Single-cell RNA analysis reveals cell-specific increases in SUR1-related pathway activity with age in murine brain.
Zujian Xiong1, Chaim Sneiderman1, Dhivyaa Rajasundaram1, Dennis Simon1, Joshua Catapano2, Jarrod Rulney2, Sudhanshua Raikwar2, Anupama Rani2, Shima Shahjouei2, Sandra Mihaljevic2, Ethan Winkler2, Keri Janesko-Feldman1, Ria Trivedi1, Vincent Vagni1, Patrick Kochanek1, Ruchira Jha2, Gary Kohanbash1
1University of Pittsburgh, 2Barrow Neurological Institute
Objective:
To explore how age influences sulfonylurea-receptor-1 (SUR1)-related genes and biological processes across cell subtypes of the murine brain by using single cell RNA sequencing (scRNA-Seq).
Background:
SUR1-inhibition therapy is a promising therapeutic strategy being evaluated in a phase-II trial to improve the secondary injuries after traumatic brain injury (TBI). The impact of this therapy may vary with age depending on related differences in gene expression/biological processes.
Design/Methods:
scRNA-Seq was performed on naïve murine brain at two adult ages (12wk=younger, 9mo=older). Individual cell types were annotated and SUR1-related differentially expressed genes (DEGs) were identified (MAST) and pathway activity was predicted (AUCell) based on 202 genes related to SUR1 identified a priori. Biological processes (gene-ontology, GOBP), lineage differentiation/pseudotime (Monocle2), and cell-communication (CellChat) were determined for the SUR1-related pathway.
Results:
55,211 cells were sequenced (25,728=younger, 29,483=older), including 10 cell types and multiple subtypes. Cell subtype distribution varied with age including different subpopulations of microglia, astrocytes, ependymal, endothelial, and mural cells. Neuronal subtypes were similar between ages. Overall, SUR1-pathway activity was higher in older vs. younger mice (all celltypes). A high proportion of astrocytes and endothelial cells had increased SUR1-pathway activity in older mice. Variability in SUR1-pathway activity was seen across cell subtypes.

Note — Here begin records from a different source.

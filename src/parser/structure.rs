//! Section tree construction.
//!
//! A single pass over the classified fragment stream. Open sections live on
//! a stack ordered by ascending depth; a heading at depth `d` closes every
//! open section at depth `d` or deeper, so equal depth always means sibling.
//! Sections are kept in a flat arena and linked by index until the pass is
//! over, then turned into an owned [`DocumentSection`] tree.

use super::LeveledFragments;
use crate::model::{DocumentSection, TextFragment};

#[derive(Debug, Clone)]
struct SectionNode {
    title: String,
    depth: usize,
    blocks: Vec<TextFragment>,
    children: Vec<usize>,
}

impl SectionNode {
    fn new(title: String, depth: usize) -> Self {
        Self {
            title,
            depth,
            blocks: Vec::new(),
            children: Vec::new(),
        }
    }
}

/// Arena of sections produced by [`StructureBuilder`].
///
/// A child is always created after its parent, so child indices are
/// strictly greater than their parent's index.
#[derive(Debug, Clone, Default)]
pub struct SectionTree {
    nodes: Vec<SectionNode>,
    roots: Vec<usize>,
}

impl SectionTree {
    /// Total number of sections.
    pub fn len(&self) -> usize {
        self.nodes.len()
    }

    /// Whether the tree has no sections.
    pub fn is_empty(&self) -> bool {
        self.nodes.is_empty()
    }

    /// Number of root sections.
    pub fn root_count(&self) -> usize {
        self.roots.len()
    }

    fn push(&mut self, node: SectionNode, parent: Option<usize>) -> usize {
        let index = self.nodes.len();
        self.nodes.push(node);
        match parent {
            Some(parent) => self.nodes[parent].children.push(index),
            None => self.roots.push(index),
        }
        index
    }

    /// Convert the arena into owned, nested sections.
    pub fn into_sections(self) -> Vec<DocumentSection> {
        let SectionTree { nodes, roots } = self;
        let mut built: Vec<Option<DocumentSection>> = Vec::with_capacity(nodes.len());
        built.resize_with(nodes.len(), || None);

        // Children have larger indices, so walking backwards finishes every
        // child before its parent needs it.
        for (index, node) in nodes.into_iter().enumerate().rev() {
            let subsections = node
                .children
                .iter()
                .filter_map(|&child| built[child].take())
                .collect();
            built[index] = Some(DocumentSection {
                title: node.title,
                depth: node.depth,
                blocks: node.blocks,
                subsections,
            });
        }

        roots
            .into_iter()
            .filter_map(|root| built[root].take())
            .collect()
    }
}

/// Builds the section tree from leveled fragments.
#[derive(Debug, Clone, Default)]
pub struct StructureBuilder;

impl StructureBuilder {
    /// Create a new builder.
    pub fn new() -> Self {
        Self
    }

    /// Build the section arena.
    ///
    /// Fragments must be in document order. Content before the first heading
    /// goes into a synthetic untitled root section; with no headings at all
    /// that section holds every fragment.
    pub fn build(&self, input: LeveledFragments) -> SectionTree {
        let LeveledFragments { fragments, levels } = input;

        let mut tree = SectionTree::default();
        let mut stack: Vec<(usize, usize)> = Vec::new();
        let mut orphans: Vec<TextFragment> = Vec::new();

        for (i, fragment) in fragments.into_iter().enumerate() {
            if !fragment.role().is_heading_like() {
                match stack.last() {
                    Some(&(_, top)) => tree.nodes[top].blocks.push(fragment),
                    None => orphans.push(fragment),
                }
                continue;
            }

            let depth = levels.depth(i).unwrap_or(0);
            while stack.last().is_some_and(|&(open, _)| open >= depth) {
                stack.pop();
            }

            if !orphans.is_empty() && stack.is_empty() && tree.roots.is_empty() {
                let mut untitled = SectionNode::new(String::new(), 0);
                untitled.blocks = std::mem::take(&mut orphans);
                tree.push(untitled, None);
            }

            let mut node = SectionNode::new(fragment.text().to_string(), depth);
            node.blocks.push(fragment);
            let parent = stack.last().map(|&(_, index)| index);
            let index = tree.push(node, parent);
            stack.push((depth, index));
        }

        if !orphans.is_empty() {
            let mut untitled = SectionNode::new(String::new(), 0);
            untitled.blocks = orphans;
            tree.push(untitled, None);
        }

        log::debug!(
            "Built {} section(s), {} at root level",
            tree.len(),
            tree.root_count()
        );

        tree
    }

    /// Build and convert straight to owned sections.
    pub fn build_sections(&self, input: LeveledFragments) -> Vec<DocumentSection> {
        self.build(input).into_sections()
    }
}
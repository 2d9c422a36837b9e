//! Page-level input types.
//!
//! Decoding a page-based file format is left to an external page parser.
//! Anything that can report page dimensions and positioned text lines can
//! feed the outline pipeline by implementing [`PageSource`].

use std::path::Path;

use serde::{Deserialize, Serialize};

use super::BoundingBox;
use crate::error::Result;

/// A page as seen by the fragment collector.
pub trait PageSource {
    /// Page width in points.
    fn width(&self) -> f32;

    /// Page height in points.
    fn height(&self) -> f32;

    /// Text lines in reading order.
    ///
    /// A line that cannot be decoded is reported as an `Err`; the collector
    /// skips it and counts the failure.
    fn raw_lines(&self) -> Vec<Result<RawLine>>;
}

/// A line of text as reported by a page parser.
#[derive(Debug, Clone, PartialEq, Serialize, Deserialize)]
pub struct RawLine {
    /// The text content
    pub text: String,

    /// Bounding box in page points
    pub bbox: BoundingBox,

    /// Font size in points
    #[serde(default)]
    pub font_size: Option<f32>,

    /// Font name (e.g., "Helvetica-Bold")
    #[serde(default)]
    pub font_name: Option<String>,

    /// Explicit bold flag
    #[serde(default)]
    pub bold: bool,

    /// Explicit italic flag
    #[serde(default)]
    pub italic: bool,
}

impl RawLine {
    /// Create a new line without font information.
    pub fn new(text: impl Into<String>, bbox: BoundingBox) -> Self {
        Self {
            text: text.into(),
            bbox,
            font_size: None,
            font_name: None,
            bold: false,
            italic: false,
        }
    }

    /// Set the font size.
    pub fn with_font_size(mut self, size: f32) -> Self {
        self.font_size = Some(size);
        self
    }

    /// Set the font name.
    pub fn with_font_name(mut self, name: impl Into<String>) -> Self {
        self.font_name = Some(name.into());
        self
    }

    /// Mark the line bold.
    pub fn bold(mut self) -> Self {
        self.bold = true;
        self
    }

    /// Whether the line is bold, by flag or by font name.
    pub fn is_bold(&self) -> bool {
        self.bold
            || self.font_name.as_deref().is_some_and(|name| {
                let name = name.to_lowercase();
                name.contains("bold") || name.contains("black") || name.contains("heavy")
            })
    }

    /// Whether the line is italic, by flag or by font name.
    pub fn is_italic(&self) -> bool {
        self.italic
            || self.font_name.as_deref().is_some_and(|name| {
                let name = name.to_lowercase();
                name.contains("italic") || name.contains("oblique")
            })
    }
}

/// An in-memory page with pre-extracted lines.
#[derive(Debug, Clone, PartialEq, Serialize, Deserialize)]
pub struct LayoutPage {
    /// Page width in points (1 point = 1/72 inch)
    pub width: f32,

    /// Page height in points
    pub height: f32,

    /// Lines on the page
    #[serde(default)]
    pub lines: Vec<RawLine>,
}

impl LayoutPage {
    /// Create a new page with the given dimensions.
    pub fn new(width: f32, height: f32) -> Self {
        Self {
            width,
            height,
            lines: Vec::new(),
        }
    }

    /// Create a new page with standard Letter size (8.5 x 11 inches).
    pub fn letter() -> Self {
        Self::new(612.0, 792.0) // 8.5 * 72, 11 * 72
    }

    /// Create a new page with standard A4 size (210 x 297 mm).
    pub fn a4() -> Self {
        Self::new(595.0, 842.0)
    }

    /// Add a line to the page.
    pub fn add_line(&mut self, line: RawLine) {
        self.lines.push(line);
    }

    /// Builder-style variant of [`add_line`](Self::add_line).
    pub fn with_line(mut self, line: RawLine) -> Self {
        self.lines.push(line);
        self
    }

    /// Get page dimensions as (width, height) tuple.
    pub fn dimensions(&self) -> (f32, f32) {
        (self.width, self.height)
    }

    /// Check if the page is in landscape orientation.
    pub fn is_landscape(&self) -> bool {
        self.width > self.height
    }
}

impl Default for LayoutPage {
    fn default() -> Self {
        Self::letter()
    }
}

impl PageSource for LayoutPage {
    fn width(&self) -> f32 {
        self.width
    }

    fn height(&self) -> f32 {
        self.height
    }

    fn raw_lines(&self) -> Vec<Result<RawLine>> {
        self.lines.iter().cloned().map(Ok).collect()
    }
}

/// A page-based document already decoded into positioned lines.
#[derive(Debug, Clone, Default, PartialEq, Serialize, Deserialize)]
pub struct LayoutDocument {
    /// Pages in reading order
    pub pages: Vec<LayoutPage>,
}

impl LayoutDocument {
    /// Create a new empty document.
    pub fn new() -> Self {
        Self::default()
    }

    /// Add a page to the document.
    pub fn add_page(&mut self, page: LayoutPage) {
        self.pages.push(page);
    }

    /// Get the number of pages in the document.
    pub fn page_count(&self) -> usize {
        self.pages.len()
    }

    /// Check if the document has any pages.
    pub fn is_empty(&self) -> bool {
        self.pages.is_empty()
    }

    /// Parse a layout dump from a JSON string.
    pub fn from_json_str(json: &str) -> Result<Self> {
        Ok(serde_json::from_str(json)?)
    }

    /// Load a layout dump from a JSON file.
    pub fn from_path<P: AsRef<Path>>(path: P) -> Result<Self> {
        let data = std::fs::read_to_string(path.as_ref())?;
        Self::from_json_str(&data)
    }
}
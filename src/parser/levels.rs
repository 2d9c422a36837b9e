//! Heading depth resolution.
//!
//! Title and heading font sizes are clustered into outline depths: sizes are
//! sorted largest first and a new depth starts wherever the gap to the
//! previous size reaches the cluster tolerance.

use super::OutlineOptions;
use crate::model::{Role, TextFragment};

/// Outline depth of each title/heading fragment.
#[derive(Debug, Clone, Default, PartialEq)]
pub struct HeadingLevels {
    /// Indexed like the fragment vector; `None` for non-heading fragments
    depths: Vec<Option<usize>>,
    /// Largest font size of each cluster, depth 0 first
    cluster_sizes: Vec<f32>,
}

impl HeadingLevels {
    /// Depth of the fragment at `index`, if it is a title or heading.
    pub fn depth(&self, index: usize) -> Option<usize> {
        self.depths.get(index).copied().flatten()
    }

    /// Number of size clusters found.
    pub fn cluster_count(&self) -> usize {
        self.cluster_sizes.len()
    }

    /// Largest font size of each cluster, shallowest first.
    pub fn cluster_sizes(&self) -> &[f32] {
        &self.cluster_sizes
    }

    /// Whether no fragment received a depth.
    pub fn is_empty(&self) -> bool {
        self.depths.iter().all(Option::is_none)
    }
}

/// Fragments together with their resolved heading depths.
#[derive(Debug, Clone, Default)]
pub struct LeveledFragments {
    /// Fragments in document order
    pub fragments: Vec<TextFragment>,
    /// Depth per fragment
    pub levels: HeadingLevels,
}

/// Clusters heading font sizes into outline depths.
#[derive(Debug, Clone)]
pub struct HeadingLevelResolver {
    tolerance: f32,
}

impl HeadingLevelResolver {
    /// Create a resolver from outline options.
    pub fn new(options: &OutlineOptions) -> Self {
        Self {
            tolerance: options.heading_cluster_tolerance,
        }
    }

    /// Assign a depth to every title/heading fragment.
    ///
    /// Headings without a known font size land at depth 0 and are re-tagged
    /// as [`Role::Heading`], whatever they were classified as before.
    pub fn resolve(&self, mut fragments: Vec<TextFragment>) -> LeveledFragments {
        let mut depths = vec![None; fragments.len()];

        let mut sized: Vec<(usize, f32)> = Vec::new();
        for (i, fragment) in fragments.iter_mut().enumerate() {
            if !fragment.role().is_heading_like() {
                continue;
            }
            match fragment.known_font_size() {
                Some(size) => sized.push((i, size)),
                None => {
                    fragment.set_role(Role::Heading);
                    depths[i] = Some(0);
                }
            }
        }

        // Largest first; stable so equal sizes keep document order.
        sized.sort_by(|a, b| b.1.total_cmp(&a.1));

        let mut cluster_sizes: Vec<f32> = Vec::new();
        let mut previous: Option<f32> = None;
        for (index, size) in sized {
            match previous {
                Some(prev) if prev - size < self.tolerance => {}
                _ => cluster_sizes.push(size),
            }
            depths[index] = Some(cluster_sizes.len() - 1);
            previous = Some(size);
        }

        log::debug!(
            "Resolved {} heading depth cluster(s): {:?}",
            cluster_sizes.len(),
            cluster_sizes
        );

        LeveledFragments {
            fragments,
            levels: HeadingLevels {
                depths,
                cluster_sizes,
            },
        }
    }
}

#[cfg(test)]
mod tests {
    use super::*;
    use crate::model::BoundingBox;

    fn heading(text: &str, size: Option<f32>, role: Role) -> TextFragment {
        let frag = TextFragment::new(text, BoundingBox::new(72.0, 200.0, 400.0, 220.0), 1)
            .unwrap()
            .classified(role);
        match size {
            Some(size) => frag.with_font_size(size),
            None => frag,
        }
    }

    fn resolver() -> HeadingLevelResolver {
        HeadingLevelResolver::new(&OutlineOptions::default())
    }

    #[test]
    fn test_clusters_by_gap() {
        let fragments = vec![
            heading("A", Some(24.0), Role::Title),
            heading("B", Some(23.8), Role::Heading),
            heading("C", Some(18.0), Role::Heading),
            heading("D", Some(11.0), Role::Heading),
        ];
        let leveled = resolver().resolve(fragments);

        assert_eq!(leveled.levels.depth(0), Some(0));
        assert_eq!(leveled.levels.depth(1), Some(0));
        assert_eq!(leveled.levels.depth(2), Some(1));
        assert_eq!(leveled.levels.depth(3), Some(2));
        assert_eq!(leveled.levels.cluster_count(), 3);
        assert_eq!(leveled.levels.cluster_sizes(), &[24.0, 18.0, 11.0]);
    }

    #[test]
    fn test_gap_equal_to_tolerance_splits() {
        let fragments = vec![
            heading("A", Some(14.0), Role::Heading),
            heading("B", Some(13.5), Role::Heading),
        ];
        let leveled = resolver().resolve(fragments);
        assert_eq!(leveled.levels.depth(0), Some(0));
        assert_eq!(leveled.levels.depth(1), Some(1));
    }

    #[test]
    fn test_order_independent_of_document_position() {
        let fragments = vec![
            heading("small first", Some(14.0), Role::Heading),
            heading("large later", Some(20.0), Role::Heading),
        ];
        let leveled = resolver().resolve(fragments);
        assert_eq!(leveled.levels.depth(0), Some(1));
        assert_eq!(leveled.levels.depth(1), Some(0));
    }

    #[test]
    fn test_unsized_headings_fall_back_to_top_level() {
        let fragments = vec![
            heading("Sized", Some(18.0), Role::Heading),
            heading("Unsized title", None, Role::Title),
            heading("body", None, Role::Paragraph),
        ];
        let leveled = resolver().resolve(fragments);

        assert_eq!(leveled.levels.depth(1), Some(0));
        assert_eq!(leveled.fragments[1].role(), Role::Heading);
        assert_eq!(leveled.levels.depth(2), None);
        assert_eq!(leveled.fragments[2].role(), Role::Paragraph);
    }

    #[test]
    fn test_no_headings() {
        let fragments = vec![heading("body", Some(10.0), Role::Paragraph)];
        let leveled = resolver().resolve(fragments);
        assert!(leveled.levels.is_empty());
        assert_eq!(leveled.levels.cluster_count(), 0);

        let leveled = resolver().resolve(Vec::new());
        assert!(leveled.levels.is_empty());
        assert_eq!(leveled.levels.depth(0), None);
    }
}
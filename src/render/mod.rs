//! Output derived from a finished outline: metadata and JSON.
//!
//! Mapping roles to markup is left to downstream renderers; see
//! [`Role::html_tag`](crate::model::Role::html_tag) for a suggested mapping.

mod json;
mod metadata;

pub use json::{summary_to_json, to_json, JsonFormat};
pub use metadata::{MetadataAggregator, OutlineSummary, SectionSummary, TocEntry};
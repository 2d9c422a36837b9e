//! Outline extraction options and configuration.

use crate::error::{Error, Result};

/// Options controlling fragment classification and outline construction.
#[derive(Debug, Clone, PartialEq)]
pub struct OutlineOptions {
    /// Font size floor (points) below which a large-font line is never a heading
    pub min_heading_size: f32,

    /// Fraction of page height treated as header/footer zone
    pub header_footer_band: f32,

    /// Lines with this many words or more are never headers/footers
    pub header_footer_word_limit: usize,

    /// Largest size gap (points) within one heading-depth cluster
    pub heading_cluster_tolerance: f32,

    /// Bold lines shorter than this many words are headings
    pub bold_heading_word_limit: usize,

    /// Max fragment-width / page-width ratio for captions
    pub caption_width_ratio: f32,

    /// Title threshold as a multiple of the average font size
    pub title_size_ratio: f32,

    /// Heading threshold as a multiple of the average font size
    pub heading_size_ratio: f32,

    /// Whether to collect pages in parallel
    pub parallel: bool,

    /// Whether to NFC-normalize fragment text
    pub normalize_text: bool,
}

impl OutlineOptions {
    /// Create new options with defaults.
    pub fn new() -> Self {
        Self::default()
    }

    /// Set the minimum heading font size.
    pub fn with_min_heading_size(mut self, size: f32) -> Self {
        self.min_heading_size = size;
        self
    }

    /// Set the header/footer band as a fraction of page height.
    pub fn with_header_footer_band(mut self, band: f32) -> Self {
        self.header_footer_band = band;
        self
    }

    /// Set the header/footer word ceiling.
    pub fn with_header_footer_word_limit(mut self, words: usize) -> Self {
        self.header_footer_word_limit = words;
        self
    }

    /// Set the heading cluster tolerance in points.
    pub fn with_heading_cluster_tolerance(mut self, tolerance: f32) -> Self {
        self.heading_cluster_tolerance = tolerance;
        self
    }

    /// Set the bold heading word ceiling.
    pub fn with_bold_heading_word_limit(mut self, words: usize) -> Self {
        self.bold_heading_word_limit = words;
        self
    }

    /// Set the caption width ratio.
    pub fn with_caption_width_ratio(mut self, ratio: f32) -> Self {
        self.caption_width_ratio = ratio;
        self
    }

    /// Set the title size ratio.
    pub fn with_title_size_ratio(mut self, ratio: f32) -> Self {
        self.title_size_ratio = ratio;
        self
    }

    /// Set the heading size ratio.
    pub fn with_heading_size_ratio(mut self, ratio: f32) -> Self {
        self.heading_size_ratio = ratio;
        self
    }

    /// Enable or disable parallel page collection.
    pub fn with_parallel(mut self, parallel: bool) -> Self {
        self.parallel = parallel;
        self
    }

    /// Disable parallel processing.
    pub fn sequential(mut self) -> Self {
        self.parallel = false;
        self
    }

    /// Enable or disable Unicode normalization of fragment text.
    pub fn with_normalize_text(mut self, normalize: bool) -> Self {
        self.normalize_text = normalize;
        self
    }

    /// Check that every value is usable.
    pub fn validate(&self) -> Result<()> {
        check_positive("min_heading_size", self.min_heading_size)?;
        check_positive("heading_cluster_tolerance", self.heading_cluster_tolerance)?;
        check_positive("title_size_ratio", self.title_size_ratio)?;
        check_positive("heading_size_ratio", self.heading_size_ratio)?;

        if !(0.0..=0.5).contains(&self.header_footer_band) {
            return Err(Error::InvalidOption(format!(
                "header_footer_band must be within [0, 0.5], got {}",
                self.header_footer_band
            )));
        }
        if !(self.caption_width_ratio > 0.0 && self.caption_width_ratio <= 1.0) {
            return Err(Error::InvalidOption(format!(
                "caption_width_ratio must be within (0, 1], got {}",
                self.caption_width_ratio
            )));
        }
        Ok(())
    }
}

impl Default for OutlineOptions {
    fn default() -> Self {
        Self {
            min_heading_size: 12.0,
            header_footer_band: 0.10,
            header_footer_word_limit: 10,
            heading_cluster_tolerance: 0.5,
            bold_heading_word_limit: 20,
            caption_width_ratio: 0.7,
            title_size_ratio: 1.5,
            heading_size_ratio: 1.2,
            parallel: true,
            normalize_text: true,
        }
    }
}

fn check_positive(name: &str, value: f32) -> Result<()> {
    if value.is_finite() && value > 0.0 {
        Ok(())
    } else {
        Err(Error::InvalidOption(format!(
            "{} must be a positive number, got {}",
            name, value
        )))
    }
}
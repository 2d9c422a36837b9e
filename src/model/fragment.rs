//! Text fragments and their semantic roles.

use serde::{Deserialize, Serialize};

/// Axis-aligned bounding box in page points.
///
/// The origin is the top-left corner of the page; `y` grows downward.
#[derive(Debug, Clone, Copy, Default, PartialEq, Serialize, Deserialize)]
pub struct BoundingBox {
    /// Left edge
    pub x0: f32,
    /// Top edge
    pub y0: f32,
    /// Right edge
    pub x1: f32,
    /// Bottom edge
    pub y1: f32,
}

impl BoundingBox {
    /// Create a new bounding box.
    pub fn new(x0: f32, y0: f32, x1: f32, y1: f32) -> Self {
        Self { x0, y0, x1, y1 }
    }

    /// Width of the box (never negative).
    pub fn width(&self) -> f32 {
        (self.x1 - self.x0).max(0.0)
    }

    /// Height of the box (never negative).
    pub fn height(&self) -> f32 {
        (self.y1 - self.y0).max(0.0)
    }
}

/// Semantic role of a fragment.
#[derive(
    Debug, Clone, Copy, Default, PartialEq, Eq, PartialOrd, Ord, Hash, Serialize, Deserialize,
)]
#[serde(rename_all = "snake_case")]
pub enum Role {
    /// Document or chapter title
    Title,
    /// Section heading
    Heading,
    /// Body text
    Paragraph,
    /// Bulleted or numbered list entry
    ListItem,
    /// Short line between other content (figure/table caption)
    Caption,
    /// Running header
    Header,
    /// Running footer
    Footer,
    /// Not yet classified
    #[default]
    Unknown,
}

impl Role {
    /// Every role, in declaration order.
    pub const ALL: [Role; 8] = [
        Role::Title,
        Role::Heading,
        Role::Paragraph,
        Role::ListItem,
        Role::Caption,
        Role::Header,
        Role::Footer,
        Role::Unknown,
    ];

    /// Whether this role opens a section in the outline.
    pub fn is_heading_like(&self) -> bool {
        matches!(self, Role::Title | Role::Heading)
    }

    /// Stable lowercase name.
    pub fn as_str(&self) -> &'static str {
        match self {
            Role::Title => "title",
            Role::Heading => "heading",
            Role::Paragraph => "paragraph",
            Role::ListItem => "list_item",
            Role::Caption => "caption",
            Role::Header => "header",
            Role::Footer => "footer",
            Role::Unknown => "unknown",
        }
    }

    /// Suggested markup element for a renderer.
    ///
    /// Heading-like roles map to `h1`..`h6` by outline depth.
    pub fn html_tag(&self, depth: usize) -> &'static str {
        const HEADINGS: [&str; 6] = ["h1", "h2", "h3", "h4", "h5", "h6"];
        match self {
            Role::Title | Role::Heading => HEADINGS[depth.min(HEADINGS.len() - 1)],
            Role::ListItem => "li",
            Role::Caption => "figcaption",
            Role::Header => "header",
            Role::Footer => "footer",
            Role::Paragraph | Role::Unknown => "p",
        }
    }
}

impl std::fmt::Display for Role {
    fn fmt(&self, f: &mut std::fmt::Formatter<'_>) -> std::fmt::Result {
        f.write_str(self.as_str())
    }
}

/// One line of extracted text with position and font metadata.
#[derive(Debug, Clone, PartialEq, Serialize, Deserialize)]
pub struct TextFragment {
    text: String,

    /// Bounding box in page points
    pub bbox: BoundingBox,

    /// Font size in points, if the page parser reported one
    pub font_size: Option<f32>,

    /// Font name (e.g., "Helvetica-Bold")
    pub font_name: Option<String>,

    /// Whether the text is bold
    pub is_bold: bool,

    /// Whether the text is italic
    pub is_italic: bool,

    page_number: u32,

    role: Role,
}

impl TextFragment {
    /// Create an unclassified fragment.
    ///
    /// Returns `None` when the trimmed text is empty or `page_number` is 0.
    pub fn new(text: impl Into<String>, bbox: BoundingBox, page_number: u32) -> Option<Self> {
        let text = text.into();
        let trimmed = text.trim();
        if trimmed.is_empty() || page_number == 0 {
            return None;
        }
        let text = if trimmed.len() == text.len() {
            text
        } else {
            trimmed.to_string()
        };

        Some(Self {
            text,
            bbox,
            font_size: None,
            font_name: None,
            is_bold: false,
            is_italic: false,
            page_number,
            role: Role::Unknown,
        })
    }

    /// Set the font size.
    pub fn with_font_size(mut self, size: f32) -> Self {
        self.font_size = Some(size);
        self
    }

    /// Set the font name.
    pub fn with_font_name(mut self, name: impl Into<String>) -> Self {
        self.font_name = Some(name.into());
        self
    }

    /// Mark the fragment bold.
    pub fn bold(mut self) -> Self {
        self.is_bold = true;
        self
    }

    /// Mark the fragment italic.
    pub fn italic(mut self) -> Self {
        self.is_italic = true;
        self
    }

    /// Fragment text (trimmed, never empty).
    pub fn text(&self) -> &str {
        &self.text
    }

    /// Page number (1-indexed).
    pub fn page_number(&self) -> u32 {
        self.page_number
    }

    /// Assigned role; `Unknown` until classified.
    pub fn role(&self) -> Role {
        self.role
    }

    /// Number of whitespace-separated words.
    pub fn word_count(&self) -> usize {
        self.text.split_whitespace().count()
    }

    pub fn width(&self) -> f32 {
        self.bbox.width()
    }

    pub fn height(&self) -> f32 {
        self.bbox.height()
    }

    /// Font size, ignoring non-finite or non-positive values.
    pub(crate) fn known_font_size(&self) -> Option<f32> {
        self.font_size.filter(|s| s.is_finite() && *s > 0.0)
    }

    pub(crate) fn set_role(&mut self, role: Role) {
        self.role = role;
    }

    /// Build an already-classified fragment.
    ///
    /// Useful for feeding a hand-made stream into the structure builder.
    pub fn classified(mut self, role: Role) -> Self {
        self.role = role;
        self
    }
}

Increased SUR1-pathway activity in microglia and endothelial cells of older mice was associated with alterations in neuronal synaptic plasticity and regulation of neurogenesis contrasting predominantly inflammatory responses in younger mice. Higher SUR1-pathway activity in neurons of older mice was associated with cell death pathways. The number, strength and diversity of cell-communication interactions was greater in younger vs older mice, particularly robust in cells with high levels of SUR1-pathway activity
Conclusions:
There are robust cell-specific age-based biological differences in SUR1-related pathway activity in murine brain. This may facilitate understanding of how this pathway relates to aging, as well as developing age-based therapeutic targets.